È possibile usufruire della detrazione fiscale in caso un pagamento sia effettuato da un familiare non convivente?

A causa dell’emergenza sanitaria sono stata costretta a effettuare vari esami presso strutture sanitarie private. Al momento del pagamento mi hanno ricordato che per ottenere la detrazione avrei dovuto pagare con mezzo tracciabile e ciò è avvenuto ma, per momentanea indisponibilità personale, è stata mia madre non convivente a pagarmi la prestazione. Posso comunque usufruire della detrazione fiscale?

Il problema evidenziato è emerso in maniera più marcata con le nuove disposizioni normative che per fronteggiare l’evasione anche nel settore della sanità privata hanno imposto un pagamento tracciato delle prestazioni erogate da strutture private non convenzionate, eccettuando solo alcuni casi (es. acquisto di medicinali).

La condizione che doveva essere sempre alla base della detrazione (e lo è tuttora) è rappresentata dall’effettivo sostenimento della spesa da parte di chi fruisce della detrazione fiscale. Colui che riceve la prestazione medica, che viene quindi identificato con il proprio codice fiscale nella parcella, deve essere anche la persona che sopporta la spesa, significando che tale spesa non deve essere oggetto di rimborso, ad esempio assicurativo, e l’onere deve essere dalla stessa sostenuto (chiaramente un genitore per i figli a carico).

È fuori discussione che se il pagamento “tracciato” avviene con bancomat, carta di credito, bonifico, o altri mezzi similari, appoggiati su un conto corrente intestato a chi fruisce della detrazione (anche cointestato con altra persona) non rappresenta un caso dubbio per il fisco, a meno che non si riesca, per qualche altra ragione, a dimostrare che si tratta solo di un pagamento apparentemente rimasto a carico della persona che ha pagato e ricevuto la prestazione medica, in quanto dopo ne ha ricevuto un ristoro equivalente da altra persona. È chiaro che è una cosa difficile da dimostrare che presuppone accertamenti più incisivi che potrebbero non essere convenienti in relazione all’importo da “recuperare”.
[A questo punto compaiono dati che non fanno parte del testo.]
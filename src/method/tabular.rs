// src/method/tabular.rs

use super::{
    greedy_confidence, Binding, ExplainabilityMethod, MethodState, SharedAgent, Visualization,
    VisualizationMethod, VisualizationParams,
};
use crate::algorithms::{Explainer, MaskShapExplainer, PerturbationLimeExplainer};
use crate::config::TrustConfig;
use crate::core::{Explanation, Instance, Result, TrustError};
use crate::mask::{attribution_from_explanation, normalize_over_features, Mask};
use crate::traits::Environment;

/// An explainer that can drive a [`TabularExplainability`].
pub trait TabularStrategy: Explainer + Clone {
    /// The one visualization kind the method offers.
    const VISUALIZATION: VisualizationMethod;

    /// Receives the environment-sized baseline recorded by `set`.
    fn attach_baseline(&mut self, _baseline: &Instance) {}
}

impl TabularStrategy for PerturbationLimeExplainer {
    const VISUALIZATION: VisualizationMethod = VisualizationMethod::BarChart;
}

impl TabularStrategy for MaskShapExplainer {
    const VISUALIZATION: VisualizationMethod = VisualizationMethod::Features;

    fn attach_baseline(&mut self, baseline: &Instance) {
        self.set_baseline(Some(baseline.clone()));
    }
}

pub type TabularLimeExplainability = TabularExplainability<PerturbationLimeExplainer>;
pub type TabularShapExplainability = TabularExplainability<MaskShapExplainer>;

/// Explainability over flat feature vectors.
///
/// Every bound agent gets its own clone of the template explainer, so
/// agents with identical scoring functions see identical perturbations.
pub struct TabularExplainability<E: TabularStrategy> {
    feature_names: Vec<String>,
    template: E,
    mask: Box<dyn Mask>,
    confidence_scaling: bool,
    state: MethodState,
    baseline: Option<Instance>,
    bindings: Vec<Binding<E>>,
    last_explain: Option<Vec<Explanation>>,
    last_action: Option<usize>,
}

/// Splits a comma-separated list of feature names.
pub fn parse_feature_names(names: &str) -> Vec<String> {
    names
        .split(',')
        .map(str::trim)
        .filter(|n| !n.is_empty())
        .map(String::from)
        .collect()
}

impl<E: TabularStrategy> TabularExplainability<E> {
    pub fn new(explainer: E, mask: Box<dyn Mask>, feature_names: Vec<String>) -> Result<Self> {
        if feature_names.is_empty() {
            return Err(TrustError::InvalidArgument(
                "At least one feature name is required.".to_string(),
            ));
        }
        Ok(TabularExplainability {
            feature_names,
            template: explainer,
            mask,
            confidence_scaling: true,
            state: MethodState::Unset,
            baseline: None,
            bindings: Vec::new(),
            last_explain: None,
            last_action: None,
        })
    }

    pub fn with_confidence_scaling(mut self, enabled: bool) -> Self {
        self.confidence_scaling = enabled;
        self
    }

    pub fn feature_names(&self) -> &[String] {
        &self.feature_names
    }

    pub fn num_features(&self) -> usize {
        self.feature_names.len()
    }

    pub fn last_action(&self) -> Option<usize> {
        self.last_action
    }

    pub fn last_explanations(&self) -> Option<&[Explanation]> {
        self.last_explain.as_deref()
    }

    fn check_observation(&self, obs: &Instance) -> Result<()> {
        if obs.len() != self.num_features() {
            return Err(TrustError::IncompatibleDimensions(format!(
                "observation has {} features, method expects {}",
                obs.len(),
                self.num_features()
            )));
        }
        Ok(())
    }

    fn trust_score(&mut self, index: usize, obs: &Instance, explanation: &Explanation) -> Result<f64> {
        let agent = self.bindings[index].agent.clone();
        let num_actions = self.mask.action_space();
        self.mask.update(obs)?;
        let (action, confidence) = greedy_confidence(agent.as_ref(), obs, num_actions)?;

        let mut attribution = attribution_from_explanation(explanation, self.num_features(), num_actions);
        normalize_over_features(&mut attribution);
        let score = self.mask.compute(&attribution)?[action];

        if !self.confidence_scaling {
            return Ok(score);
        }
        log::debug!(
            "agent {}: action {} relevance {:.4} confidence {:.4}",
            index,
            action,
            score,
            confidence
        );
        Ok(score * confidence)
    }

    fn zero_feature_map(&self) -> Visualization {
        Visualization::FeatureWeights(
            self.feature_names
                .iter()
                .map(|name| (name.clone(), 0.0))
                .collect(),
        )
    }
}

impl TabularExplainability<PerturbationLimeExplainer> {
    pub fn lime(config: &TrustConfig, mask: Box<dyn Mask>, feature_names: Vec<String>) -> Result<Self> {
        Ok(TabularExplainability::new(
            PerturbationLimeExplainer::new(config.lime.clone()),
            mask,
            feature_names,
        )?
        .with_confidence_scaling(config.evaluation.confidence_scaling))
    }
}

impl TabularExplainability<MaskShapExplainer> {
    pub fn shap(config: &TrustConfig, mask: Box<dyn Mask>, feature_names: Vec<String>) -> Result<Self> {
        Ok(TabularExplainability::new(
            MaskShapExplainer::new(config.shap.clone()),
            mask,
            feature_names,
        )?
        .with_confidence_scaling(config.evaluation.confidence_scaling))
    }
}

impl<E: TabularStrategy> ExplainabilityMethod for TabularExplainability<E> {
    fn state(&self) -> MethodState {
        self.state
    }

    /// Re-running `set` drops any bound agents and cached explanations.
    fn set(&mut self, env: &dyn Environment) -> Result<()> {
        let shape = env.observation_shape();
        let size: usize = shape.iter().product();
        if size != self.num_features() {
            return Err(TrustError::IncompatibleDimensions(format!(
                "observation shape {:?} holds {} values, method has {} feature names",
                shape,
                size,
                self.num_features()
            )));
        }
        self.baseline = Some(Instance::zeros(size));
        self.bindings.clear();
        self.last_explain = None;
        self.state = MethodState::Configured;
        Ok(())
    }

    fn prepare(&mut self, agents: Vec<SharedAgent>) -> Result<()> {
        let Some(baseline) = &self.baseline else {
            return Err(TrustError::IllegalState(
                "Call set() before prepare().".to_string(),
            ));
        };
        if agents.is_empty() {
            return Err(TrustError::InvalidArgument(
                "prepare() needs at least one agent.".to_string(),
            ));
        }
        self.bindings = agents
            .into_iter()
            .map(|agent| {
                let mut explainer = self.template.clone();
                explainer.attach_baseline(baseline);
                Binding { agent, explainer }
            })
            .collect();
        self.last_explain = None;
        self.state = MethodState::Prepared;
        log::debug!("prepared {} agent binding(s)", self.bindings.len());
        Ok(())
    }

    fn on_step(&mut self, action: usize) {
        self.last_action = Some(action);
    }

    fn explain(&mut self, obs: &Instance) -> Result<Vec<Explanation>> {
        if !self.state.is_prepared() {
            return Err(TrustError::IllegalState(
                "Call prepare() before explain().".to_string(),
            ));
        }
        self.check_observation(obs)?;
        let explanations = self
            .bindings
            .iter_mut()
            .map(|binding| binding.explainer.explain(obs, binding.agent.q_net()))
            .collect::<Result<Vec<_>>>()?;
        self.last_explain = Some(explanations.clone());
        self.state = MethodState::Explained;
        Ok(explanations)
    }

    fn value(&mut self, obs: &Instance) -> Result<Vec<f64>> {
        let explanations = self.explain(obs)?;
        let scores = explanations
            .iter()
            .enumerate()
            .map(|(index, explanation)| self.trust_score(index, obs, explanation))
            .collect::<Result<Vec<_>>>()?;
        self.state = MethodState::Valued;
        Ok(scores)
    }

    fn supports(&self, kind: VisualizationMethod) -> bool {
        kind == E::VISUALIZATION
    }

    fn visualization(
        &self,
        kind: VisualizationMethod,
        params: Option<&VisualizationParams>,
    ) -> Option<Visualization> {
        if !self.supports(kind) {
            return None;
        }
        let params = params.copied().unwrap_or_default();
        let Some(explanation) = self
            .last_explain
            .as_ref()
            .and_then(|cached| cached.get(params.agent))
        else {
            return Some(self.zero_feature_map());
        };
        let action = params.resolve_action(self.mask.action_space());
        Some(Visualization::FeatureWeights(
            explanation
                .for_label(action)
                .iter()
                .filter_map(|&(feature, weight)| {
                    self.feature_names
                        .get(feature)
                        .map(|name| (name.clone(), weight))
                })
                .collect(),
        ))
    }
}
Nel caso in questione, invece, il fisco aveva un atteggiamento più prudente in quanto già il solo aspetto formale evidenziava un pagamento con bancomat/carta di credito di altra persona estranea o familiare non convivente. Rispetto a precedenti orientamenti più restrittivi si registra, ultimamente, un’importante apertura derivante dalla risposta 484 dell’Agenzia delle Entrate resa in un interpello relativo alla normativa in argomento (articolo 1, comma 679, della legge 27 dicembre 2019, n. 160).

In definitiva, a prescindere dal mezzo di pagamento, la parte che ha ricevuto la prestazione può fruire della detrazione purché sia in grado di dimostrare la modalità di pagamento e attesti che ne abbia sopportato effettivamente l’onere avendo rimborsato, anche per contanti, chi ha pagato per lui con il bancomat.

Infatti nella risposta, che affronta il caso in cui il figlio paga per il genitore che lo rimborsa poi in contanti, si parte dal concetto che non è obbligatorio possedere un mezzo di pagamento del genere.

L’Agenzia precisa che “l’onere possa considerarsi sostenuto dal contribuente al quale è intestato il documento di spesa, non rilevando a tal fine l’esecutore materiale del pagamento, aspetto quest’ultimo che attiene ai rapporti interni fra le parti.

Tuttavia, tenuto conto della ratio della disposizione in esame, occorre assicurare la corrispondenza tra la spesa detraibile per il contribuente ed il pagamento effettuato da un altro soggetto” si ritiene che il contribuente istante possa utilizzare la carta bancomat intestata al figlio per pagare le spese detraibili a lei riferite, per le quali sussiste l’obbligo di tracciabilità, senza perdere il diritto alla detrazione, purché tale onere sia effettivamente sostenuto dal soggetto intestatario il documento di spesa, circostanza nel caso di specie, supportata dalla dichiarazione dell’Istante che riferisce di aver “rimborsato in contanti la spesa sostenuta” al figlio”.